Rosana Onocko Campos, vice-presidente da Abrasco, concedeu entrevista ao portal Yahoo Notícias sobre o Projeto de Lei (PL) que pauta castração química para sentenciados pelo crime de estupro. O PL 5398/2013, proposto por Jair Bolsonaro, Deputado Federal e candidato à Presidência da República, pretende que os condenados por agressão sexual realizem um tratamento químico para inibir a libido – através de medicamentos – como requisito para livramento condicional e progressão de regime (mudança de regime fechado para semiaberto, por exemplo).

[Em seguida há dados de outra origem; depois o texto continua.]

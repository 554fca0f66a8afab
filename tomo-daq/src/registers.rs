//! Register maps of the blocks we drive
//!
//! All registers are 32bit words. The offsets
//! here are word offsets (addr8 = 4 * offset)
//! relative to the base of the block's address
//! window.
//!
//! A register map is a closed set, so asking for a
//! register a block does not have can not compile.

use std::fmt;

/// A fixed, ordered map from register to word offset
pub trait RegisterMap : Copy + fmt::Debug + Send + Sync + 'static {
  /// Every register, in ascending offset order
  const ALL : &'static [Self];
  fn offset(&self) -> usize;
  fn name(&self) -> &'static str;

  fn from_name(name : &str) -> Option<Self> {
    Self::ALL.iter().copied().find(|r| r.name() == name)
  }

  /// Number of words the window has to span
  fn span() -> usize {
    Self::ALL.iter().map(|r| r.offset() + 1).max().unwrap_or(0)
  }
}

//========== axis_tomography ===========
//
//======================================

#[derive(Debug, Copy, Clone, PartialEq, Eq, Hash)]
pub enum TomoReg {
  /// [0] 1 runs the cycles, 0 stops and resets the state
  Start,
  /// number of triggers per cycle
  TriLimit,
  /// number of cycles to run
  Cycle,
  /// waveform period in fabric ticks - 1
  TxPeriod,
  /// end of the tag window (ticks - 1)
  TxTagFall,
  /// TTL output rising edge taps, bits 0..=7.
  /// `offset` panics for any other bit, use
  /// `TomoReg::ttl_rise` for unchecked input
  TxTtlRise(u8),
  /// TTL output falling edge taps, bits 0..=7
  TxTtlFall(u8),
  /// ramp increment during the rising half (signed)
  TxRatioRise,
  /// ramp increment during the falling half (signed)
  TxRatioFall,
  /// [3:0] cycle counter, [4] error
  RxState,
  /// number of tagged events in the last cycle
  RxTagCnt,
  /// number of waveform samples in the last cycle
  RxDataCnt,
  RxTriMode,
  /// decision threshold in DAC units
  RxThreshold,
}

impl TomoReg {
  pub const ERROR_BIT     : u32 = 1 << 4;
  pub const COUNTER_MASK  : u32 = 0xf;
  pub const N_TTL         : u8  = 8;

  pub fn ttl_rise(bit : u8) -> Option<Self> {
    (bit < Self::N_TTL).then_some(TomoReg::TxTtlRise(bit))
  }

  pub fn ttl_fall(bit : u8) -> Option<Self> {
    (bit < Self::N_TTL).then_some(TomoReg::TxTtlFall(bit))
  }
}

impl RegisterMap for TomoReg {
  const ALL : &'static [TomoReg] = &[
    TomoReg::Start,
    TomoReg::TriLimit,
    TomoReg::Cycle,
    TomoReg::TxPeriod,
    TomoReg::TxTagFall,
    TomoReg::TxTtlRise(0), TomoReg::TxTtlRise(1), TomoReg::TxTtlRise(2), TomoReg::TxTtlRise(3),
    TomoReg::TxTtlRise(4), TomoReg::TxTtlRise(5), TomoReg::TxTtlRise(6), TomoReg::TxTtlRise(7),
    TomoReg::TxTtlFall(0), TomoReg::TxTtlFall(1), TomoReg::TxTtlFall(2), TomoReg::TxTtlFall(3),
    TomoReg::TxTtlFall(4), TomoReg::TxTtlFall(5), TomoReg::TxTtlFall(6), TomoReg::TxTtlFall(7),
    TomoReg::TxRatioRise,
    TomoReg::TxRatioFall,
    TomoReg::RxState,
    TomoReg::RxTagCnt,
    TomoReg::RxDataCnt,
    TomoReg::RxTriMode,
    TomoReg::RxThreshold,
  ];

  /// # Panics
  ///
  /// For TTL registers of bits outside 0..=7, which
  /// `TomoReg::ttl_rise`/`ttl_fall` never hand out
  fn offset(&self) -> usize {
    match self {
      TomoReg::Start        => 0,
      TomoReg::TriLimit     => 1,
      TomoReg::Cycle        => 2,
      TomoReg::TxPeriod     => 3,
      TomoReg::TxTagFall    => 4,
      TomoReg::TxTtlRise(k) => {
        assert!(*k < 8, "TTL bit {} does not exist", k);
        5 + *k as usize
      }
      TomoReg::TxTtlFall(k) => {
        assert!(*k < 8, "TTL bit {} does not exist", k);
        13 + *k as usize
      }
      TomoReg::TxRatioRise  => 21,
      TomoReg::TxRatioFall  => 22,
      TomoReg::RxState      => 23,
      TomoReg::RxTagCnt     => 24,
      TomoReg::RxDataCnt    => 25,
      TomoReg::RxTriMode    => 26,
      TomoReg::RxThreshold  => 27,
    }
  }

  fn name(&self) -> &'static str {
    const RISE : [&str; 8] = ["tx_ttl0_rise", "tx_ttl1_rise", "tx_ttl2_rise", "tx_ttl3_rise",
                              "tx_ttl4_rise", "tx_ttl5_rise", "tx_ttl6_rise", "tx_ttl7_rise"];
    const FALL : [&str; 8] = ["tx_ttl0_fall", "tx_ttl1_fall", "tx_ttl2_fall", "tx_ttl3_fall",
                              "tx_ttl4_fall", "tx_ttl5_fall", "tx_ttl6_fall", "tx_ttl7_fall"];
    match self {
      TomoReg::Start        => "start",
      TomoReg::TriLimit     => "tri_limit",
      TomoReg::Cycle        => "cycle",
      TomoReg::TxPeriod     => "tx_period",
      TomoReg::TxTagFall    => "tx_tag_fall",
      TomoReg::TxTtlRise(k) => RISE[*k as usize % 8],
      TomoReg::TxTtlFall(k) => FALL[*k as usize % 8],
      TomoReg::TxRatioRise  => "tx_ratio_rise",
      TomoReg::TxRatioFall  => "tx_ratio_fall",
      TomoReg::RxState      => "rx_state",
      TomoReg::RxTagCnt     => "rx_tag_cnt",
      TomoReg::RxDataCnt    => "rx_data_cnt",
      TomoReg::RxTriMode    => "rx_tri_mode",
      TomoReg::RxThreshold  => "rx_threshold",
    }
  }
}

//================ axi_dma ===============
// S2MM (stream to memory) channel only
//========================================

#[derive(Debug, Copy, Clone, PartialEq, Eq, Hash)]
pub enum DmaReg {
  /// S2MM_DMACR - control
  Dmacr,
  /// S2MM_DMASR - status
  Dmasr,
  /// S2MM_DA - destination address
  Da,
  /// S2MM_DA_MSB - destination address, upper 32 bits
  DaMsb,
  /// S2MM_LENGTH - bytes, writing it starts the transfer.
  /// After completion it holds the bytes received
  Length,
}

impl DmaReg {
  /// DMACR [0] run/stop
  pub const CR_RUN_STOP   : u32 = 1 << 0;
  /// DMACR [2] soft reset
  pub const CR_RESET      : u32 = 1 << 2;
  /// DMASR [0] halted
  pub const SR_HALTED     : u32 = 1 << 0;
  /// DMASR [1] idle
  pub const SR_IDLE       : u32 = 1 << 1;
  pub const SR_INTERNAL   : u32 = 1 << 4;
  pub const SR_SLAVE      : u32 = 1 << 5;
  pub const SR_DECODE     : u32 = 1 << 6;
}

impl RegisterMap for DmaReg {
  const ALL : &'static [DmaReg] = &[
    DmaReg::Dmacr,
    DmaReg::Dmasr,
    DmaReg::Da,
    DmaReg::DaMsb,
    DmaReg::Length,
  ];

  fn offset(&self) -> usize {
    match self {
      DmaReg::Dmacr  => 12,
      DmaReg::Dmasr  => 13,
      DmaReg::Da     => 18,
      DmaReg::DaMsb  => 19,
      DmaReg::Length => 22,
    }
  }

  fn name(&self) -> &'static str {
    match self {
      DmaReg::Dmacr  => "S2MM_DMACR",
      DmaReg::Dmasr  => "S2MM_DMASR",
      DmaReg::Da     => "S2MM_DA",
      DmaReg::DaMsb  => "S2MM_DA_MSB",
      DmaReg::Length => "S2MM_LENGTH",
    }
  }
}

#[cfg(test)]
mod tests {
  use super::*;

  #[test]
  fn tomo_map_is_ordered_and_complete() {
    let offsets : Vec<usize> = TomoReg::ALL.iter().map(|r| r.offset()).collect();
    let expected : Vec<usize> = (0..28).collect();
    assert_eq!(offsets, expected);
    assert_eq!(TomoReg::span(), 28);
  }

  #[test]
  fn lookup_by_name() {
    assert_eq!(TomoReg::from_name("tx_ttl3_fall"), Some(TomoReg::TxTtlFall(3)));
    assert_eq!(TomoReg::from_name("rx_threshold").unwrap().offset(), 27);
    assert_eq!(TomoReg::from_name("tx_ttl8_rise"), None);
    assert_eq!(DmaReg::from_name("S2MM_LENGTH"), Some(DmaReg::Length));
    assert_eq!(DmaReg::span(), 23);
  }

  #[test]
  fn checked_ttl_registers() {
    assert_eq!(TomoReg::ttl_rise(7), Some(TomoReg::TxTtlRise(7)));
    assert_eq!(TomoReg::ttl_fall(0).map(|r| r.offset()), Some(13));
    assert_eq!(TomoReg::ttl_rise(8), None);
    assert_eq!(TomoReg::ttl_fall(255), None);
  }

  #[test]
  #[should_panic]
  fn ttl_out_of_range() {
    TomoReg::TxTtlRise(8).offset();
  }
}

Rosana é professora da Faculdade de Ciências Médicas da Universidade Estadual de Campinas (Unicamp) e atua na área da Saúde Mental. Veja fala da abrasquiana, sobre ressocialização:

Vice-presidente da Associação Brasileira de Saúde Coletiva (Abrasco) e Professora na Faculdade de Ciências Médicas da Universidade Estadual de Campinas (Unicamp), Rosana Onocko Campos também crê que o PL 5398/13 não oferece uma solução adequada ao tema. “Pacientes que apresentam produção excessiva de testosterona não se tornam estupradores por causa disso, portanto não existe relação de uma coisa com a outra”, afirmou.

A psiquiatra lembra que o artigo 35 da Lei nº11.340/2006 (Lei Maria da Penha), a qual também resguarda mulheres contra crimes sexuais cometidos por homens, prevê que o agressor passe por “centros de educação e de reabilitação”, o que nem sempre acontece.

O PL aguarda votação na Câmara dos Deputados, mas recebe severas críticas de outros especialistas da saúde e da área jurídica. Profissionais de Direito argumentam que fere a Constituição Federal, e a garantia aos presos do respeito à integridade física e moral, e – também para o Yahoo Notícias – a psicóloga Iolete Ribeiro da Silva afirmou que “Não adianta uma medida que intervém só no corpo e esperar que a pessoa deixe de produzir violência. Há casos de violência sexual em que o indivíduo utiliza um objeto, não o corpo. Exatamente porque ele é impotente”.